Margaret Hodge, chair of the Public Accounts Committee which launched the report into the Better Care Fund said: "With the redesign of the Fund after April 2014, the priority has shifted from improving local services through integration to protecting NHS resources. It appears to the Committee that NHS spending was judged a higher priority than supporting adult social care."
"The initial planning for the Fund was deeply flawed. Whilst NHS England and the Department of Health worked on a planning assumption that the Fund would secure £1 billion in financial savings for the NHS, the Department for Communities and Local Government had not worked on the basis of a required savings target."
The report found a lack of clarity with local areas about expected savings "severely undermined" the initial planning.
It was revealed that the Department of Health. the Department for Communities and Local Government (the Departments) and NHS England changed the rules in the middle of the planning phase, after failing to tell planners they needed to identify £1 billion in savings.
When local plans were stress tested, savings of just £55 million were identified - nowhere near £1 billion.

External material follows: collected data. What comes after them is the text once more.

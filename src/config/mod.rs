//! Configuration management
//!
//! The site ships its settings as JSON. In the browser they are read from
//! `<script id="site-config" type="application/json">`. Native builds layer
//! the JSON file named by `PORTFOLIO_CONFIG` under `PORTFOLIO_*` environment
//! overrides. Missing sources fall back to defaults.

use anyhow::Result;
use serde::Deserialize;

use crate::store::{
    CookieTier, PreferenceStore, StorageTier, TierKind, DEFAULT_COOKIE_MAX_AGE_SECS,
};

/// Element id of the embedded config block
pub const CONFIG_ELEMENT_ID: &str = "site-config";

/// Env var naming the config file for native builds
pub const CONFIG_PATH_ENV: &str = "PORTFOLIO_CONFIG";

/// Prefix of env overrides (`PORTFOLIO_THEME_KEY`, `PORTFOLIO_CONTACT__RECIPIENT`)
pub const ENV_PREFIX: &str = "PORTFOLIO";

#[derive(Debug, Clone, PartialEq, Deserialize)]
pub struct SiteConfig {
    /// Preference store key holding the theme setting
    #[serde(default = "default_theme_key")]
    pub theme_key: String,

    /// Secondary key the theme is also written under (null disables)
    #[serde(default = "default_theme_backup_key")]
    pub theme_backup_key: Option<String>,

    #[serde(default = "default_cookie_max_age")]
    pub cookie_max_age_secs: u64,

    /// Storage tiers in priority order
    #[serde(default = "default_tiers")]
    pub tiers: Vec<TierKind>,

    #[serde(default)]
    pub contact: ContactConfig,
}

fn default_theme_key() -> String {
    "yms-theme".to_string()
}

fn default_theme_backup_key() -> Option<String> {
    Some("yms-theme-backup".to_string())
}

fn default_cookie_max_age() -> u64 {
    DEFAULT_COOKIE_MAX_AGE_SECS
}

fn default_tiers() -> Vec<TierKind> {
    vec![TierKind::Durable, TierKind::Session, TierKind::Cookie]
}

impl Default for SiteConfig {
    fn default() -> Self {
        Self {
            theme_key: default_theme_key(),
            theme_backup_key: default_theme_backup_key(),
            cookie_max_age_secs: default_cookie_max_age(),
            tiers: default_tiers(),
            contact: ContactConfig::default(),
        }
    }
}

#[derive(Debug, Clone, PartialEq, Deserialize)]
pub struct ContactConfig {
    #[serde(default = "default_recipient")]
    pub recipient: String,
    #[serde(default = "default_subject")]
    pub subject: String,
}

fn default_recipient() -> String {
    "yosefsalim123@gmail.com".to_string()
}

fn default_subject() -> String {
    "Portfolio Contact (Yossef)".to_string()
}

impl Default for ContactConfig {
    fn default() -> Self {
        Self {
            recipient: default_recipient(),
            subject: default_subject(),
        }
    }
}

impl SiteConfig {
    pub fn from_json(json: &str) -> Result<Self> {
        Ok(serde_json::from_str(json)?)
    }

    /// Build the preference store for this host, tiers in configured order.
    ///
    /// Browser builds get the real backends. Native builds get in-process
    /// tiers, so preferences last for the life of the process.
    pub fn build_store(&self) -> PreferenceStore {
        let tiers = self
            .tiers
            .iter()
            .map(|kind| host_tier(*kind, self.cookie_max_age_secs))
            .collect();
        PreferenceStore::new(tiers)
    }
}

#[cfg(target_arch = "wasm32")]
fn host_tier(kind: TierKind, cookie_max_age_secs: u64) -> Box<dyn StorageTier> {
    use crate::store::web::{DocumentCookieJar, WebStorageTier};
    match kind {
        TierKind::Durable => Box::new(WebStorageTier::local()),
        TierKind::Session => Box::new(WebStorageTier::session()),
        TierKind::Cookie => {
            Box::new(CookieTier::new(DocumentCookieJar).with_max_age(cookie_max_age_secs))
        }
    }
}

#[cfg(not(target_arch = "wasm32"))]
fn host_tier(kind: TierKind, cookie_max_age_secs: u64) -> Box<dyn StorageTier> {
    use crate::store::{MemoryCookieJar, MemoryTier};
    match kind {
        TierKind::Cookie => {
            Box::new(CookieTier::new(MemoryCookieJar::new()).with_max_age(cookie_max_age_secs))
        }
        other => Box::new(MemoryTier::new(other)),
    }
}

/// Load site configuration, falling back to defaults when no source exists
#[cfg(target_arch = "wasm32")]
pub fn load_config() -> Result<SiteConfig> {
    let embedded = web_sys::window()
        .and_then(|w| w.document())
        .and_then(|d| d.get_element_by_id(CONFIG_ELEMENT_ID))
        .and_then(|el| el.text_content())
        .filter(|text| !text.trim().is_empty());

    match embedded {
        Some(json) => {
            let config = SiteConfig::from_json(&json)?;
            tracing::debug!("Loaded site config: {:?}", config);
            Ok(config)
        }
        None => {
            tracing::debug!("No site config found, using defaults");
            Ok(SiteConfig::default())
        }
    }
}

/// Load site configuration, falling back to defaults when no source exists
#[cfg(not(target_arch = "wasm32"))]
pub fn load_config() -> Result<SiteConfig> {
    let mut builder = ::config::Config::builder();

    // An explicitly named file must exist
    if let Ok(path) = std::env::var(CONFIG_PATH_ENV) {
        tracing::debug!("Reading site config from {}", path);
        builder = builder.add_source(::config::File::new(&path, ::config::FileFormat::Json));
    }

    // Override with environment variables (PORTFOLIO_THEME_KEY, PORTFOLIO_TIERS=cookie,session, etc.)
    let config = builder
        .add_source(
            ::config::Environment::with_prefix(ENV_PREFIX)
                .prefix_separator("_")
                .separator("__")
                .try_parsing(true)
                .list_separator(",")
                .with_list_parse_key("tiers"),
        )
        .build()?;

    let config: SiteConfig = config.try_deserialize()?;
    tracing::debug!("Loaded site config: {:?}", config);
    Ok(config)
}

#[cfg(test)]
mod tests {
    use super::*;
    use serial_test::serial;
    use std::io::Write;

    #[test]
    fn partial_json_fills_defaults() {
        let config = SiteConfig::from_json(r#"{"theme_key": "site-theme"}"#).unwrap();
        assert_eq!(config.theme_key, "site-theme");
        assert_eq!(config.theme_backup_key.as_deref(), Some("yms-theme-backup"));
        assert_eq!(config.cookie_max_age_secs, 31_536_000);
        assert_eq!(
            config.tiers,
            vec![TierKind::Durable, TierKind::Session, TierKind::Cookie]
        );
    }

    #[test]
    fn null_backup_key_disables_backup() {
        let config = SiteConfig::from_json(r#"{"theme_backup_key": null}"#).unwrap();
        assert_eq!(config.theme_backup_key, None);
    }

    #[test]
    fn tier_order_is_configurable() {
        let config = SiteConfig::from_json(r#"{"tiers": ["cookie", "session"]}"#).unwrap();
        let store = config.build_store();
        assert_eq!(store.tier_kinds(), vec![TierKind::Cookie, TierKind::Session]);
    }

    #[test]
    fn unknown_tier_is_rejected() {
        assert!(SiteConfig::from_json(r#"{"tiers": ["indexeddb"]}"#).is_err());
    }

    #[test]
    #[serial]
    fn load_config_reads_env_file() {
        let mut file = tempfile::NamedTempFile::new().unwrap();
        write!(file, r#"{{"contact": {{"recipient": "me@example.com"}}}}"#).unwrap();

        std::env::set_var(CONFIG_PATH_ENV, file.path());
        let config = load_config();
        std::env::remove_var(CONFIG_PATH_ENV);

        let config = config.unwrap();
        assert_eq!(config.contact.recipient, "me@example.com");
        assert_eq!(config.contact.subject, "Portfolio Contact (Yossef)");
    }

    #[test]
    #[serial]
    fn load_config_without_source_uses_defaults() {
        std::env::remove_var(CONFIG_PATH_ENV);
        assert_eq!(load_config().unwrap(), SiteConfig::default());
    }

    #[test]
    #[serial]
    fn load_config_missing_named_file_is_an_error() {
        std::env::set_var(CONFIG_PATH_ENV, "/nonexistent/portfolio-site.json");
        let config = load_config();
        std::env::remove_var(CONFIG_PATH_ENV);

        assert!(config.is_err());
    }

    #[test]
    #[serial]
    fn env_vars_override_defaults_without_a_file() {
        std::env::remove_var(CONFIG_PATH_ENV);
        std::env::set_var("PORTFOLIO_THEME_KEY", "site-theme");
        std::env::set_var("PORTFOLIO_TIERS", "cookie,session");
        let config = load_config();
        std::env::remove_var("PORTFOLIO_THEME_KEY");
        std::env::remove_var("PORTFOLIO_TIERS");

        let config = config.unwrap();
        assert_eq!(config.theme_key, "site-theme");
        assert_eq!(config.tiers, vec![TierKind::Cookie, TierKind::Session]);
        assert_eq!(config.theme_backup_key.as_deref(), Some("yms-theme-backup"));
    }

    #[test]
    #[serial]
    fn env_vars_take_precedence_over_file() {
        let mut file = tempfile::NamedTempFile::new().unwrap();
        write!(
            file,
            r#"{{"theme_key": "from-file", "contact": {{"recipient": "file@example.com"}}}}"#
        )
        .unwrap();

        std::env::set_var(CONFIG_PATH_ENV, file.path());
        std::env::set_var("PORTFOLIO_CONTACT__RECIPIENT", "env@example.com");
        let config = load_config();
        std::env::remove_var(CONFIG_PATH_ENV);
        std::env::remove_var("PORTFOLIO_CONTACT__RECIPIENT");

        let config = config.unwrap();
        assert_eq!(config.theme_key, "from-file");
        assert_eq!(config.contact.recipient, "env@example.com");
        assert_eq!(config.contact.subject, "Portfolio Contact (Yossef)");
    }
}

Meanwhile, the arrival of NHS England's new chief executive in April 2014 created a stimulus for the pause and redesign of the Fund, leading to the requirement that £1 billion be protected for the NHS.
As a result, all 151 health and wellbeing boards had to submit revised plans, resulting in wasted time, effort and money. The latest plans suggest that local areas expect to pool £5.3 billion and save £532 million in 2015-16.
The report said: "We are not convinced that it is possible to reduce emergency admissions and to deliver £532 million of savings in 2015-16, as the scale of the challenge in reversing the long-term upward trends in emergency admissions and delayed discharges is significant.
"The Local Government Association considered that the redesigned scheme moved the integration agenda backwards and not forwards, and it told us that local government had contemplated walking away from the Fund. Local areas are now at greater risk of not being able to implement the policy."
Meanwhile, it is also unclear how local authorities will protect adult social care services to the extent intended, the report warned.
At the time of the hearing, fourteen local plans presented serious concerns with regard to the protection of adult social care in those areas, the report said.
It added that "demographic changes mean demand for adult social care services is increasing at a time when available resources are shrinking."
The report recommended that "all the agencies involved need to rise to this challenge as failure, particularly for older and disabled people, is not an option."
The Departments should publish an annual scorecard to demonstrate the extent to which the Fund is supporting integration, maintaining adult social care, reducing emergency admissions and saving money, it added.